SciBites: Week of November 11th

Population size differences may have driven loss of Neanderthal genes

Humans and Neanderthals interbred tens of thousands of years ago, but over time, natural selection has purged many Neanderthal genes from the human genome. To understand how modern humans lost these genes and how humans and Neanderthals remained distinct, researchers from the University of California, Davis, have developed a new method for estimating the average strength of natural selection against Neanderthal genetic material. Their findings were recently published, and according to lead author Ivan Juric, “The key finding in our study is that the current levels of Neanderthal ancestry in modern humans are in part due to long-term differences in human and Neanderthal population sizes.”


Rising CO2 levels could severely impact coral reefs and people who rely on them

Rising levels of atmospheric carbon dioxide lead to ocean acidification and rising sea surface temperatures – effects that pose a threat to shallow, warm-water coral reefs and the communities who depend upon them for fishing, tourism or as natural barriers to protect shorelines. In a recent study, researchers from the Université de Bretagne Occidentale in France identified countries where people would most likely be affected by coral reef habitat loss by 2050. “By 2050, coastal communities in Western Mexico, Micronesia, Indonesia, parts of Australia and Southeast Asia will bear the brunt of damage to coral reefs caused by rising temperatures and ocean acidification,” says Linwood Pendleton, the study’s lead author.
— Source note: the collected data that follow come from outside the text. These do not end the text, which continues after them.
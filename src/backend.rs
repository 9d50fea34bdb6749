//! Execution backends.
//!
//! The data parallel building blocks of the decomposition (index maps,
//! stable key sorts, gathers and reductions) are provided by a [Backend]
//! selected as a type parameter. [HostBackend] runs serially on the calling
//! thread, [ThreadPoolBackend] runs on the rayon thread pool. Both produce
//! bitwise identical results.

use rayon::prelude::*;
use serde::{Deserialize, Serialize};

/// Identifier of a backend, used in configuration files and for the
/// collective check that all ranks run the same backend.
#[derive(Debug, Clone, Copy, PartialEq, Eq, Hash, Default, Serialize, Deserialize)]
#[serde(rename_all = "snake_case")]
pub enum BackendKind {
    /// Serial execution on the calling thread.
    #[default]
    Host,
    /// Data parallel execution on the rayon thread pool.
    ThreadPool,
}

impl BackendKind {
    /// Numeric identifier exchanged between ranks.
    pub fn id(self) -> u64 {
        match self {
            BackendKind::Host => 1,
            BackendKind::ThreadPool => 2,
        }
    }

    /// Gather `source[order[i]]` with the backend of this kind.
    pub fn gather<T: Copy + Send + Sync>(self, source: &[T], order: &[usize]) -> Vec<T> {
        match self {
            BackendKind::Host => HostBackend::gather(source, order),
            BackendKind::ThreadPool => ThreadPoolBackend::gather(source, order),
        }
    }
}

/// Capability set shared by all execution backends.
pub trait Backend: Send + Sync + 'static {
    /// Kind tag of the backend.
    const KIND: BackendKind;

    /// Evaluate `f` for every index in `0..n`.
    fn map_indices<T, F>(n: usize, f: F) -> Vec<T>
    where
        T: Send,
        F: Fn(usize) -> T + Send + Sync;

    /// Stable argsort of `keys`.
    fn sort_permutation<K: Ord + Copy + Send + Sync>(keys: &[K]) -> Vec<usize>;

    /// Smallest and largest value, `None` for empty input.
    fn min_max(values: &[f64]) -> Option<(f64, f64)>;

    /// Gather `source[order[i]]`.
    fn gather<T: Copy + Send + Sync>(source: &[T], order: &[usize]) -> Vec<T> {
        Self::map_indices(order.len(), |index| source[order[index]])
    }
}

/// Serial execution on the calling thread.
#[derive(Debug, Clone, Copy, Default)]
pub struct HostBackend;

/// Execution on the rayon thread pool.
#[derive(Debug, Clone, Copy, Default)]
pub struct ThreadPoolBackend;

impl Backend for HostBackend {
    const KIND: BackendKind = BackendKind::Host;

    fn map_indices<T, F>(n: usize, f: F) -> Vec<T>
    where
        T: Send,
        F: Fn(usize) -> T + Send + Sync,
    {
        (0..n).map(f).collect()
    }

    fn sort_permutation<K: Ord + Copy + Send + Sync>(keys: &[K]) -> Vec<usize> {
        let mut order = (0..keys.len()).collect::<Vec<_>>();
        order.sort_by_key(|&index| keys[index]);
        order
    }

    fn min_max(values: &[f64]) -> Option<(f64, f64)> {
        values.iter().fold(None, |acc, &value| match acc {
            None => Some((value, value)),
            Some((lo, hi)) => Some((f64::min(lo, value), f64::max(hi, value))),
        })
    }
}

impl Backend for ThreadPoolBackend {
    const KIND: BackendKind = BackendKind::ThreadPool;

    fn map_indices<T, F>(n: usize, f: F) -> Vec<T>
    where
        T: Send,
        F: Fn(usize) -> T + Send + Sync,
    {
        (0..n).into_par_iter().map(f).collect()
    }

    fn sort_permutation<K: Ord + Copy + Send + Sync>(keys: &[K]) -> Vec<usize> {
        let mut order = (0..keys.len()).collect::<Vec<_>>();
        order.par_sort_by_key(|&index| keys[index]);
        order
    }

    fn min_max(values: &[f64]) -> Option<(f64, f64)> {
        if values.is_empty() {
            return None;
        }
        let (lo, hi) = values
            .par_iter()
            .fold(
                || (f64::MAX, f64::MIN),
                |(lo, hi), &value| (f64::min(lo, value), f64::max(hi, value)),
            )
            .reduce(
                || (f64::MAX, f64::MIN),
                |a, b| (f64::min(a.0, b.0), f64::max(a.1, b.1)),
            );
        Some((lo, hi))
    }
}

#[cfg(test)]
mod test {
    use rand::Rng;

    use super::{Backend, BackendKind, HostBackend, ThreadPoolBackend};
    use crate::tools::seeded_rng;

    #[test]
    fn test_backends_agree() {
        let mut rng = seeded_rng(4);
        // Few distinct values so that stability matters.
        let keys = (0..10_000).map(|_| rng.gen_range(0..50u32)).collect::<Vec<_>>();
        let values = (0..10_000).map(|_| rng.gen::<f64>()).collect::<Vec<_>>();

        let host = HostBackend::sort_permutation(&keys);
        let pool = ThreadPoolBackend::sort_permutation(&keys);
        assert_eq!(host, pool);

        for window in host.windows(2) {
            let (a, b) = (window[0], window[1]);
            assert!(keys[a] < keys[b] || (keys[a] == keys[b] && a < b));
        }

        assert_eq!(HostBackend::min_max(&values), ThreadPoolBackend::min_max(&values));
        assert_eq!(
            BackendKind::Host.gather(&values, &host),
            BackendKind::ThreadPool.gather(&values, &host)
        );
        assert_eq!(HostBackend::min_max(&[]), None);
        assert_eq!(ThreadPoolBackend::min_max(&[]), None);
    }
}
Mutations that enable drug resistance may also enhance growth of malaria parasite

Some genetic mutations that allow the malaria-causing parasite Plasmodium falciparum to resist drug treatment could also help the parasite grow, according to a new study from the Columbia University Medical Center in New York. The researchers used a gene editing technique to investigate how mutations to the P. falciparum gene known as pfcrt could enable drug resistance and growth in the parasite. Their findings contribute to scientists’ understanding of these genetic mutations, which could help inform future malaria treatment efforts.